Fragments sur la structure et les usages des glandes mammaires des cétacés/Préface

PRÉFACE.

Téter devient le premier mot de ce livre, où je me propose d’exposer des recherches conçues en vue d’un savoir mieux défini et plus étendu. Téter, ce dont personne n’ignore, ou le pense ainsi du moins, ferait-il question en 1834 ? Et pourquoi pas, si cette forme de pensée publique, admise dès l’origine des langues et instinctive comme tout ce qui est conçu populairement, n’aurait encore apporté à l’esprit que les moindres notions du tété, que les seules parties de cet acte phénoménal, qui sont saisissables par le sens de la vue ? De disserter expressément du surplus, les physiologistes se sont prudemment abstenus : y soupçonnaient-ils même matière à quelqu’utile instruction ?
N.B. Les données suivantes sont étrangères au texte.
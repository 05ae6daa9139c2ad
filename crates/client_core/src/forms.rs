//! String-typed call forms and the invoker that submits them.

use std::str::FromStr;

use serde::{Deserialize, Serialize};
use shared::{
    domain::{
        decode_prefixed_hex, Address, ProfileId, PubType, PublicationId, TokenAmount, TxHash,
    },
    error::{ErrorCode, ErrorReport},
    protocol::{InitializeActionCall, ProcessActionParams},
};
use thiserror::Error;
use tokio::sync::watch;
use tracing::{info, warn};

use crate::action_client::{ActionClient, ActionError, InitializeOutcome, ProcessOutcome};

#[derive(Debug, Clone, PartialEq, Eq, Error)]
#[error("field '{field}' is malformed: {reason}")]
pub struct FormError {
    pub field: &'static str,
    pub reason: String,
}

impl FormError {
    fn new(field: &'static str, reason: impl Into<String>) -> Self {
        Self {
            field,
            reason: reason.into(),
        }
    }

    pub fn report(&self) -> ErrorReport {
        ErrorReport::new(ErrorCode::Validation, self.to_string())
    }
}

fn parse_uint(field: &'static str, raw: &str) -> Result<u64, FormError> {
    let raw = raw.trim();
    if raw.is_empty() {
        return Err(FormError::new(field, "value is required"));
    }
    raw.parse::<u64>()
        .map_err(|err| FormError::new(field, format!("not an unsigned integer: {err}")))
}

fn parse_address(field: &'static str, raw: &str) -> Result<Address, FormError> {
    Address::from_str(raw.trim()).map_err(|err| FormError::new(field, err.to_string()))
}

fn parse_bytes(field: &'static str, raw: &str) -> Result<Vec<u8>, FormError> {
    decode_prefixed_hex(raw.trim()).map_err(|err| FormError::new(field, err.to_string()))
}

/// Comma-separated list; an empty string is an empty list.
fn parse_list<T>(
    field: &'static str,
    raw: &str,
    item: impl Fn(&'static str, &str) -> Result<T, FormError>,
) -> Result<Vec<T>, FormError> {
    if raw.trim().is_empty() {
        return Ok(Vec::new());
    }
    raw.split(',').map(|part| item(field, part)).collect()
}

fn parse_pub_type(field: &'static str, raw: &str) -> Result<PubType, FormError> {
    let value = parse_uint(field, raw)?;
    u8::try_from(value)
        .ok()
        .and_then(|value| PubType::try_from(value).ok())
        .ok_or_else(|| FormError::new(field, format!("unknown publication type {value}")))
}

fn parse_value(field: &'static str, raw: &str) -> Result<TokenAmount, FormError> {
    if raw.trim().is_empty() {
        return Ok(TokenAmount::ZERO);
    }
    TokenAmount::parse_ether(raw.trim()).map_err(|err| FormError::new(field, err.to_string()))
}

#[derive(Debug, Clone, Default, PartialEq, Eq, Serialize, Deserialize)]
#[serde(rename_all = "camelCase")]
pub struct InitializeForm {
    pub profile_id: String,
    pub publication_id: String,
    pub executor_address: String,
    pub calldata: String,
}

impl InitializeForm {
    pub fn coerce(&self) -> Result<InitializeActionCall, FormError> {
        Ok(InitializeActionCall {
            profile_id: ProfileId(parse_uint("profileId", &self.profile_id)?),
            publication_id: PublicationId(parse_uint("publicationId", &self.publication_id)?),
            transaction_executor: parse_address("executorAddress", &self.executor_address)?,
            data: parse_bytes("calldata", &self.calldata)?,
        })
    }
}

#[derive(Debug, Clone, Default, PartialEq, Eq, Serialize, Deserialize)]
#[serde(rename_all = "camelCase")]
pub struct ProcessForm {
    pub publication_acted_profile_id: String,
    pub publication_acted_id: String,
    pub actor_profile_id: String,
    pub actor_profile_owner: String,
    pub transaction_executor: String,
    pub referrer_profile_ids: String,
    pub referrer_pub_ids: String,
    pub referrer_pub_types: String,
    pub action_module_data: String,
    /// Ether attached to the call, as a decimal string.
    pub value: String,
}

impl ProcessForm {
    pub fn coerce(&self) -> Result<(ProcessActionParams, TokenAmount), FormError> {
        let params = ProcessActionParams {
            publication_acted_profile_id: ProfileId(parse_uint(
                "publicationActedProfileId",
                &self.publication_acted_profile_id,
            )?),
            publication_acted_id: PublicationId(parse_uint(
                "publicationActedId",
                &self.publication_acted_id,
            )?),
            actor_profile_id: ProfileId(parse_uint("actorProfileId", &self.actor_profile_id)?),
            actor_profile_owner: parse_address("actorProfileOwner", &self.actor_profile_owner)?,
            transaction_executor: parse_address(
                "transactionExecutor",
                &self.transaction_executor,
            )?,
            referrer_profile_ids: parse_list(
                "referrerProfileIds",
                &self.referrer_profile_ids,
                |field, raw| parse_uint(field, raw).map(ProfileId),
            )?,
            referrer_pub_ids: parse_list("referrerPubIds", &self.referrer_pub_ids, |field, raw| {
                parse_uint(field, raw).map(PublicationId)
            })?,
            referrer_pub_types: parse_list(
                "referrerPubTypes",
                &self.referrer_pub_types,
                parse_pub_type,
            )?,
            action_module_data: parse_bytes("actionModuleData", &self.action_module_data)?,
        };
        Ok((params, parse_value("value", &self.value)?))
    }
}

#[derive(Debug, Clone, PartialEq, Eq)]
pub enum SubmissionState {
    Idle,
    Pending,
    Settled { transaction_hash: TxHash, block_number: u64 },
    Failed(ErrorReport),
}

#[derive(Debug, Error)]
pub enum InvokeError {
    #[error(transparent)]
    Form(#[from] FormError),
    #[error(transparent)]
    Action(#[from] ActionError),
}

impl InvokeError {
    pub fn report(&self) -> ErrorReport {
        match self {
            InvokeError::Form(err) => err.report(),
            InvokeError::Action(err) => err.report(),
        }
    }
}

/// Coerces forms and submits them through an [`ActionClient`], publishing
/// the submission state to watchers. Submissions stay `Pending` until the
/// transaction is mined; the client's confirmation timeout is dropped.
pub struct FormInvoker {
    client: ActionClient,
    sender: Address,
    state: watch::Sender<SubmissionState>,
}

impl FormInvoker {
    pub fn new(client: ActionClient, sender: Address) -> Self {
        let (state, _) = watch::channel(SubmissionState::Idle);
        let confirmation = client.confirmation().without_timeout();
        Self {
            client: client.with_confirmation(confirmation),
            sender,
            state,
        }
    }

    pub fn subscribe(&self) -> watch::Receiver<SubmissionState> {
        self.state.subscribe()
    }

    pub fn state(&self) -> SubmissionState {
        self.state.borrow().clone()
    }

    fn settle(&self, transaction_hash: TxHash, block_number: u64) {
        info!(tx = %transaction_hash, block = block_number, "transaction confirmed");
        self.state.send_replace(SubmissionState::Settled {
            transaction_hash,
            block_number,
        });
    }

    fn fail(&self, err: &InvokeError) {
        warn!(%err, "submission failed");
        self.state.send_replace(SubmissionState::Failed(err.report()));
    }

    pub async fn submit_initialize(
        &self,
        form: &InitializeForm,
    ) -> Result<InitializeOutcome, InvokeError> {
        let result = async {
            let call = form.coerce()?;
            self.state.send_replace(SubmissionState::Pending);
            Ok::<_, InvokeError>(self.client.initialize(self.sender, &call).await?)
        }
        .await;

        match &result {
            Ok(outcome) => self.settle(outcome.transaction_hash, outcome.block_number),
            Err(err) => self.fail(err),
        }
        result
    }

    pub async fn submit_process(&self, form: &ProcessForm) -> Result<ProcessOutcome, InvokeError> {
        let result = async {
            let (params, value) = form.coerce()?;
            self.state.send_replace(SubmissionState::Pending);
            Ok::<_, InvokeError>(self.client.process(self.sender, &params, value).await?)
        }
        .await;

        match &result {
            Ok(outcome) => self.settle(outcome.transaction_hash, outcome.block_number),
            Err(err) => self.fail(err),
        }
        result
    }
}

#[cfg(test)]
#[path = "tests/forms_tests.rs"]
mod tests;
Un seul anatomiste l’a entrepris, sans ranger l’intervention de l’air parmi les moyens du tété : mais c’est là une grande erreur, si la spécialité de cette fonction repose principalement sur ce que la succion des mamelles introduit alternativement du lait et de l’air dans la bouche des petits. Dans ce cas, le tété serait à l’usage des seuls Mammifères, qui vivent dans le milieu athmosphérique.

Cette distinction faite, les Cétacés sont des animaux a mamelles, qui, étant constamment immergés dans le milieu aquatique, ne peuvent sucer, ni par conséquent téter. Et, en effet, l’examen de ce point donne pour solution que les petits boivent, mais ne tettent point le lait des mamelles de leur mère. Une lampée de cette boisson sort chaque fois d’un vaste réservoir, pour tomber dans un récipient de consommation, pour y être chaque fois avalée et consommée dans l’arrière-bouche. Les mères s’occupent elles-mêmes d’opérer ce versement, et elles y pourvoient par la puissante impulsion d’un instrument ad hoc qui agit comme ferait une seringue.

Et quand je me laissais aller au courant de ces faits, pour en voir sortir ce joli tableau de mœurs, pour déchirer le voile qui l’avait jusqu’à présent soustrait à nos regards, on s’est élancé sur moi de partout. La Rivalité s’est prise à attaquer la base de ces investigations de philosophie naturelle, ayant d’abord imaginé d’en contester l’opportunité, et étant ensuite venue conseiller de s’en tenir aux livres des Anciens ; mais je pouvais mieux faire avec de la persévérance et du dévouement, beaucoup plus savoir par des observations directes ; et en mesure de rendre encore ce service, je m’y suis appliqué long-temps et laborieusement.